— DATASET ENTRIES —
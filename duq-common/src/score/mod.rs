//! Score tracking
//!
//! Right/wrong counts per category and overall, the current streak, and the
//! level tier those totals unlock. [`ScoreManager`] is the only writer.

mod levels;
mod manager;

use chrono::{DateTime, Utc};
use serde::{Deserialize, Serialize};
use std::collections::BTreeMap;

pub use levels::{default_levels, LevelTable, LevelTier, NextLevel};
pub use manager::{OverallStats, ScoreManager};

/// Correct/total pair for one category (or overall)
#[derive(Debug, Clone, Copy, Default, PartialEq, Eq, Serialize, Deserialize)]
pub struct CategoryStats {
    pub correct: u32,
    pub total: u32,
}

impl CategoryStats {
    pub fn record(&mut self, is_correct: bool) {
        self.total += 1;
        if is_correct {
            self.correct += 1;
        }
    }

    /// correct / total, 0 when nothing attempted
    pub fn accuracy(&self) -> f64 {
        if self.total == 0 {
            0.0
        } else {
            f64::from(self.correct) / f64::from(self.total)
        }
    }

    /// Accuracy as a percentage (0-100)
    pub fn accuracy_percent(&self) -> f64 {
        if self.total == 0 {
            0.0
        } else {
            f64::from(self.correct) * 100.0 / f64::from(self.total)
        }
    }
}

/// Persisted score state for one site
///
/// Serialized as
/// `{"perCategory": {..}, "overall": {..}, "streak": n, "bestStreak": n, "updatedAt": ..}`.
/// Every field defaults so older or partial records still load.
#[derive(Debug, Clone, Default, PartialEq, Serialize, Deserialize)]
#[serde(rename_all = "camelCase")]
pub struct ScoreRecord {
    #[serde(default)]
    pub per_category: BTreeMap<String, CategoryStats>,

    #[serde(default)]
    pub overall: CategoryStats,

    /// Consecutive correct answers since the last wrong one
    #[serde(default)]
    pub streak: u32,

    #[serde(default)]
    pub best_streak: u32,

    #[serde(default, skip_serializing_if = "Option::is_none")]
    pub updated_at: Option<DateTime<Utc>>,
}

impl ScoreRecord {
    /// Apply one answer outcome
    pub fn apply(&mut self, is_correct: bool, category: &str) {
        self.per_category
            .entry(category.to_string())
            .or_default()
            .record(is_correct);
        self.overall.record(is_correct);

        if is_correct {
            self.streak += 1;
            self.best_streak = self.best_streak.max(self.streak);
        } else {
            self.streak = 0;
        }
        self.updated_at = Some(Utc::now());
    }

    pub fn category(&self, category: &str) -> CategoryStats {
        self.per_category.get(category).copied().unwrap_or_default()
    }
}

---

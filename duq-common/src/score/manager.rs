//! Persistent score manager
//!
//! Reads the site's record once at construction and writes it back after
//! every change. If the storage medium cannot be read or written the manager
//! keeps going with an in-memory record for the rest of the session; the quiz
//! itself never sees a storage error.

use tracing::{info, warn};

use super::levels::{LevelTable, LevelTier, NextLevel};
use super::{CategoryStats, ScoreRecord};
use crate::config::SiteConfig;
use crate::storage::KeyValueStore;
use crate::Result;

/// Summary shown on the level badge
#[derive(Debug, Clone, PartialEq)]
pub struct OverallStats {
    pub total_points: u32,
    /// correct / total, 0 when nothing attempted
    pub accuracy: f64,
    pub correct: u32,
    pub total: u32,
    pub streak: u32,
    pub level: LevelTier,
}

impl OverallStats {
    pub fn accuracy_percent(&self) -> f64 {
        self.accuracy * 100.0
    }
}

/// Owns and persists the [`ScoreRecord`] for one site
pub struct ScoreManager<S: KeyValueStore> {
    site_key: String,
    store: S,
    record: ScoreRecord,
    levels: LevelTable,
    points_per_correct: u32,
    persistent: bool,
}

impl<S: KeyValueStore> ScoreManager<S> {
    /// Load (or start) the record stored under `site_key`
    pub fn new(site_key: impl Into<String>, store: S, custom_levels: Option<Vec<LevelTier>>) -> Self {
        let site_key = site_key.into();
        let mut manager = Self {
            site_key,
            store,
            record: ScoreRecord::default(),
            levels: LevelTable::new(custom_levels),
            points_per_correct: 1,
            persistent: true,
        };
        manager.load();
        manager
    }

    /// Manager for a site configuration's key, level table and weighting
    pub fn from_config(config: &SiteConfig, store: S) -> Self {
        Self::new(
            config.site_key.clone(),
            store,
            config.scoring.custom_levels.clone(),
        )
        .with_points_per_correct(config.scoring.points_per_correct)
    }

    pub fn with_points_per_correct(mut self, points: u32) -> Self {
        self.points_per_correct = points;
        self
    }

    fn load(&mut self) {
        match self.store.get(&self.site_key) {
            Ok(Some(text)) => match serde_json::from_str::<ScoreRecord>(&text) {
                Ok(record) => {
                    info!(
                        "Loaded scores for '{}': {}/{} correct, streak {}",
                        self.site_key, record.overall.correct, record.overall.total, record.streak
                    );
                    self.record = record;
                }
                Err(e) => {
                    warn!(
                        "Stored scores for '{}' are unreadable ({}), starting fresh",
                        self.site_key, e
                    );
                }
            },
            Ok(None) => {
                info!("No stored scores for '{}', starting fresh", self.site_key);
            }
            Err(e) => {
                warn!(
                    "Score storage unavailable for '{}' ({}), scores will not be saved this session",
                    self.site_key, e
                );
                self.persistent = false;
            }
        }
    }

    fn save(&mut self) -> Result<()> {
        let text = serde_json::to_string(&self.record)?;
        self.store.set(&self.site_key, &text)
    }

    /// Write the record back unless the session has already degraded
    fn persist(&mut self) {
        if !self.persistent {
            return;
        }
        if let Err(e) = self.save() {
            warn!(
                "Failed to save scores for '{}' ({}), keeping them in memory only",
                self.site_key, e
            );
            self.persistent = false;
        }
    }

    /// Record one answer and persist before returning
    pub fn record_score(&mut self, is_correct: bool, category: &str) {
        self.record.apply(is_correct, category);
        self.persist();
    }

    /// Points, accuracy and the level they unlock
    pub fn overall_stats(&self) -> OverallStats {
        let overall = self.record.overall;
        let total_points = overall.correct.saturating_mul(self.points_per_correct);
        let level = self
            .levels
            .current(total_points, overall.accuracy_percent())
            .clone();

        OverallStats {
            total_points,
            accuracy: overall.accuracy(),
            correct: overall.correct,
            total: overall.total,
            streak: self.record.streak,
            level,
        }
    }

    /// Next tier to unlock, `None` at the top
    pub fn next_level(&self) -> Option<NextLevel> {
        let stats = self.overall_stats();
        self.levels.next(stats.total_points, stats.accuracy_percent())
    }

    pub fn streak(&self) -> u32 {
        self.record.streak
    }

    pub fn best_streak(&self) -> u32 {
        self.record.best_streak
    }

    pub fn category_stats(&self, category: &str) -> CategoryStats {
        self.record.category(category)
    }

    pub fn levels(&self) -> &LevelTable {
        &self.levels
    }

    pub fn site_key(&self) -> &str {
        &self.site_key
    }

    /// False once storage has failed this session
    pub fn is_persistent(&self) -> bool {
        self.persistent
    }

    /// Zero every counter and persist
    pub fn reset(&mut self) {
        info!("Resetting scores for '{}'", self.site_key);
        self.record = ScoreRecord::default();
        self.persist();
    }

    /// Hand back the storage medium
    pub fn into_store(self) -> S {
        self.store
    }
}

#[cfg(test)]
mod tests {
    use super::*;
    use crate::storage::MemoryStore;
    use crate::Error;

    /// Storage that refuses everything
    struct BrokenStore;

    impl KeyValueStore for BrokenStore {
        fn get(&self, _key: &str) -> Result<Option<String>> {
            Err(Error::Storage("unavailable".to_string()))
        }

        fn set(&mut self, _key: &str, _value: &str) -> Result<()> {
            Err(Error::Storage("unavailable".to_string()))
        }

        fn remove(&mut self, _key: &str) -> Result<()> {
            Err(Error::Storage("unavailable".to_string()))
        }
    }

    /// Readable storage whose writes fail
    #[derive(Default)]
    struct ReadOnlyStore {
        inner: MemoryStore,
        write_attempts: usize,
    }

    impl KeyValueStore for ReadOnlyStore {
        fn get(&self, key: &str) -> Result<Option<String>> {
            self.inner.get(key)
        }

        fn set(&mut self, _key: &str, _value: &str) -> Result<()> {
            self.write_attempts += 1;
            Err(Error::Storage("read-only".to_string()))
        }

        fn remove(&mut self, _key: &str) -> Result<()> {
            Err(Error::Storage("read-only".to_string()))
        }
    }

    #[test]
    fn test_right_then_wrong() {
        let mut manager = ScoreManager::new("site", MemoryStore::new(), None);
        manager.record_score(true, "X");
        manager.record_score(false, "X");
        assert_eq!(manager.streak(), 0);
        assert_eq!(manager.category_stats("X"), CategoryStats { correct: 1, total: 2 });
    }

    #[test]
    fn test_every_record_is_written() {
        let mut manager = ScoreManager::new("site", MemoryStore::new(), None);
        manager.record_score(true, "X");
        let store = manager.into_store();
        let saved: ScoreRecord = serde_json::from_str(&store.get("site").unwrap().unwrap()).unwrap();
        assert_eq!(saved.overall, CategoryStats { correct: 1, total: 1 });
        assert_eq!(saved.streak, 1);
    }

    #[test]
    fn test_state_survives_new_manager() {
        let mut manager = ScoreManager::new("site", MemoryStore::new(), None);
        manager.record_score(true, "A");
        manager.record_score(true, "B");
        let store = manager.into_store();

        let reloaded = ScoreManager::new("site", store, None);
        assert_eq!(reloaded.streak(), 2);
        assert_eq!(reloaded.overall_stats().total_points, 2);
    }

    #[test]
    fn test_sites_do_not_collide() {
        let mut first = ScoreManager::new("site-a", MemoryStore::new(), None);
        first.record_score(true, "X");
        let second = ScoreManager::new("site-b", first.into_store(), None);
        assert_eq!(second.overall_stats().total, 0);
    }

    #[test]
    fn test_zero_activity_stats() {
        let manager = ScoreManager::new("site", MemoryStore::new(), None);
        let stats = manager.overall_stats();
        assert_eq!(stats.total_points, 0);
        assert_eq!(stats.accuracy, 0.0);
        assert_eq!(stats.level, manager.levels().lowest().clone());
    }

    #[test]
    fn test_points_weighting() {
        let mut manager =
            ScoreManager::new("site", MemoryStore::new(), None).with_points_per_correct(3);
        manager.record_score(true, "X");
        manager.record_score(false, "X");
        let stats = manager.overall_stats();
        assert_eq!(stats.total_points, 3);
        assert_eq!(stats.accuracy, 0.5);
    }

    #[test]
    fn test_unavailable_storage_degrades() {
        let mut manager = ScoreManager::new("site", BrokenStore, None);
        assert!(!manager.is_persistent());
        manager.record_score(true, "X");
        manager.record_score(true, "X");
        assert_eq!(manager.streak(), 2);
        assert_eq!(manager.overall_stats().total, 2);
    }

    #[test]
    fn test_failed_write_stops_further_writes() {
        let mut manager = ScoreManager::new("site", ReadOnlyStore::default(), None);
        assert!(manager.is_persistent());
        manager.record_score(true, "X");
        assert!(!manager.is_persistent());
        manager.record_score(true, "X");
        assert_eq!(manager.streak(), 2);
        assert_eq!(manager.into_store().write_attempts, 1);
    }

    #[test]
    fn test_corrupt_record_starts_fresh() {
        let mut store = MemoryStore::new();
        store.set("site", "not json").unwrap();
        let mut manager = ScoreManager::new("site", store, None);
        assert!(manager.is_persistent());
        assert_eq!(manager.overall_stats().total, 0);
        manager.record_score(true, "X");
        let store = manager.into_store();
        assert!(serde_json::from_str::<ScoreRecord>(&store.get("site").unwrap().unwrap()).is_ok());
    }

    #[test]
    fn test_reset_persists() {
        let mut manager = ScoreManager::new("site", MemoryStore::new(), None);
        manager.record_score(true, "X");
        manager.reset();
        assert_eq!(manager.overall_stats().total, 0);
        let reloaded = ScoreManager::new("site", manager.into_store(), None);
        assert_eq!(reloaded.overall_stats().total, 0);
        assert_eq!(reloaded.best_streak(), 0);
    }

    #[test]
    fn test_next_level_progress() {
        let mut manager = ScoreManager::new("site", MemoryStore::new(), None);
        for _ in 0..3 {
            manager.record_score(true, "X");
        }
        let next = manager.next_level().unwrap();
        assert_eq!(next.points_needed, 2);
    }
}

* * *

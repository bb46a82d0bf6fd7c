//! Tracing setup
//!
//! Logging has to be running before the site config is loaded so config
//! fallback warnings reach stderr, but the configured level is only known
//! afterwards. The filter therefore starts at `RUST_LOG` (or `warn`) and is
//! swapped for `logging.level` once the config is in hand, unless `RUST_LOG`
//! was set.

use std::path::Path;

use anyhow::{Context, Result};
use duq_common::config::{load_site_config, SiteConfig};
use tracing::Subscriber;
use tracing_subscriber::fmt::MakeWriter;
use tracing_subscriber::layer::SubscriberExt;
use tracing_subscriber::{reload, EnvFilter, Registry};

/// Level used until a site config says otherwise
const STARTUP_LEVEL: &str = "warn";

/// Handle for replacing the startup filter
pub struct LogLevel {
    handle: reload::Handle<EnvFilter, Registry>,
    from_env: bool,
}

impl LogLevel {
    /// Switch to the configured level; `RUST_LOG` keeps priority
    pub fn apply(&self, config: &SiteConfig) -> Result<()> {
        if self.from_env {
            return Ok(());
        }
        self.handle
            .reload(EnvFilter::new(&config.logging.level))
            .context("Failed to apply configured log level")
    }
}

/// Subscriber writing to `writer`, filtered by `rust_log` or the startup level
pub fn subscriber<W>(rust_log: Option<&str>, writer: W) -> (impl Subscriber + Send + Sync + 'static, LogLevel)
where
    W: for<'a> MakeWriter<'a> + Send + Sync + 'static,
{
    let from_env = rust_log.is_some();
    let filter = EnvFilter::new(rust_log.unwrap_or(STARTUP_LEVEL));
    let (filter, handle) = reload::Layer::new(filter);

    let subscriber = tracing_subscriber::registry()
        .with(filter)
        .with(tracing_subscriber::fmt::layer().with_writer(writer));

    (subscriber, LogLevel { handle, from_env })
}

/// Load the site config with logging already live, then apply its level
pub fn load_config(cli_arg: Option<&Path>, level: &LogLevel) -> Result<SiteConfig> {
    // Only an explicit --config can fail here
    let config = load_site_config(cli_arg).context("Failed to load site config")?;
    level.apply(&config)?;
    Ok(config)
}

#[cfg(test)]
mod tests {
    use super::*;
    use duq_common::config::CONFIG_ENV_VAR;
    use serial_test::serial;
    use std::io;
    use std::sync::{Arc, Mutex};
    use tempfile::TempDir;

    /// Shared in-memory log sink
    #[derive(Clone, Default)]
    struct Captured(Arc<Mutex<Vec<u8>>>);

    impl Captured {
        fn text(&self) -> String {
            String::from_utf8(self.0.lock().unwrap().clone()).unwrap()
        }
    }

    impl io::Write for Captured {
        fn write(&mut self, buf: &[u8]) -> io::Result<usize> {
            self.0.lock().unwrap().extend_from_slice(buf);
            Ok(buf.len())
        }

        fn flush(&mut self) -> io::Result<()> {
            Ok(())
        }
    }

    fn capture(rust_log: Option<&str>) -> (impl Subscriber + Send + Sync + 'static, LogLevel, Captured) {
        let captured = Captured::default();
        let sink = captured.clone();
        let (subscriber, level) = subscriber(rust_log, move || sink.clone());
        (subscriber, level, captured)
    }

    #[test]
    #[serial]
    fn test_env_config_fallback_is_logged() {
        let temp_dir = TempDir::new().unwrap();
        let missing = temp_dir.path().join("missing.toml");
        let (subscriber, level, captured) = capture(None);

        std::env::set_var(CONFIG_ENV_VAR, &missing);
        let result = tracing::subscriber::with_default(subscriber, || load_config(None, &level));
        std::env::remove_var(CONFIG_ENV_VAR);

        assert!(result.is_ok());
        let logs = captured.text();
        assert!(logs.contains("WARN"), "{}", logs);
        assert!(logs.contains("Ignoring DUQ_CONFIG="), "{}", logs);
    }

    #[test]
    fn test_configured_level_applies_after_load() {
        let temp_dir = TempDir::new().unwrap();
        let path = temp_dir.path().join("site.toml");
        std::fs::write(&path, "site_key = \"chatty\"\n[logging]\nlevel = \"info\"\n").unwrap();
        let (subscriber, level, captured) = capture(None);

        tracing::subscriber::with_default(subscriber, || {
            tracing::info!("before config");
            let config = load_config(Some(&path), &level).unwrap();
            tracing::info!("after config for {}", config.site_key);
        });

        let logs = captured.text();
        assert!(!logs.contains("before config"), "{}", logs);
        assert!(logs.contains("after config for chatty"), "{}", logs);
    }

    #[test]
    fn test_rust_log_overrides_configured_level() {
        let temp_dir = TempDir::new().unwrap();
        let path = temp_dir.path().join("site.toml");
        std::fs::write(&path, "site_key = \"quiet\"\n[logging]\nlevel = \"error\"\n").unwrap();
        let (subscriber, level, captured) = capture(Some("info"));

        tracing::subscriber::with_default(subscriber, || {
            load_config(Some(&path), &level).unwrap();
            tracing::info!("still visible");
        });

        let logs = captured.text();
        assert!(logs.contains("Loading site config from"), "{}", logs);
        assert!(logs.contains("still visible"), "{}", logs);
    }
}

— WHAT THE TASK ASKS —
Going back to the entries above, set down exactly the lines that begin at the one with "to apply configured" and end at the one with "let sink = captured.clone();", both included, and nothing else.

— ANSWER SECTION —
            .context("Failed to apply configured log level")
    }
}

/// Subscriber writing to `writer`, filtered by `rust_log` or the startup level
pub fn subscriber<W>(rust_log: Option<&str>, writer: W) -> (impl Subscriber + Send + Sync + 'static, LogLevel)
where
    W: for<'a> MakeWriter<'a> + Send + Sync + 'static,
{
    let from_env = rust_log.is_some();
    let filter = EnvFilter::new(rust_log.unwrap_or(STARTUP_LEVEL));
    let (filter, handle) = reload::Layer::new(filter);

    let subscriber = tracing_subscriber::registry()
        .with(filter)
        .with(tracing_subscriber::fmt::layer().with_writer(writer));

    (subscriber, LogLevel { handle, from_env })
}

/// Load the site config with logging already live, then apply its level
pub fn load_config(cli_arg: Option<&Path>, level: &LogLevel) -> Result<SiteConfig> {
    // Only an explicit --config can fail here
    let config = load_site_config(cli_arg).context("Failed to load site config")?;
    level.apply(&config)?;
    Ok(config)
}

#[cfg(test)]
mod tests {
    use super::*;
    use duq_common::config::CONFIG_ENV_VAR;
    use serial_test::serial;
    use std::io;
    use std::sync::{Arc, Mutex};
    use tempfile::TempDir;

    /// Shared in-memory log sink
    #[derive(Clone, Default)]
    struct Captured(Arc<Mutex<Vec<u8>>>);

    impl Captured {
        fn text(&self) -> String {
            String::from_utf8(self.0.lock().unwrap().clone()).unwrap()
        }
    }

    impl io::Write for Captured {
        fn write(&mut self, buf: &[u8]) -> io::Result<usize> {
            self.0.lock().unwrap().extend_from_slice(buf);
            Ok(buf.len())
        }

        fn flush(&mut self) -> io::Result<()> {
            Ok(())
        }
    }

    fn capture(rust_log: Option<&str>) -> (impl Subscriber + Send + Sync + 'static, LogLevel, Captured) {
        let captured = Captured::default();
        let sink = captured.clone();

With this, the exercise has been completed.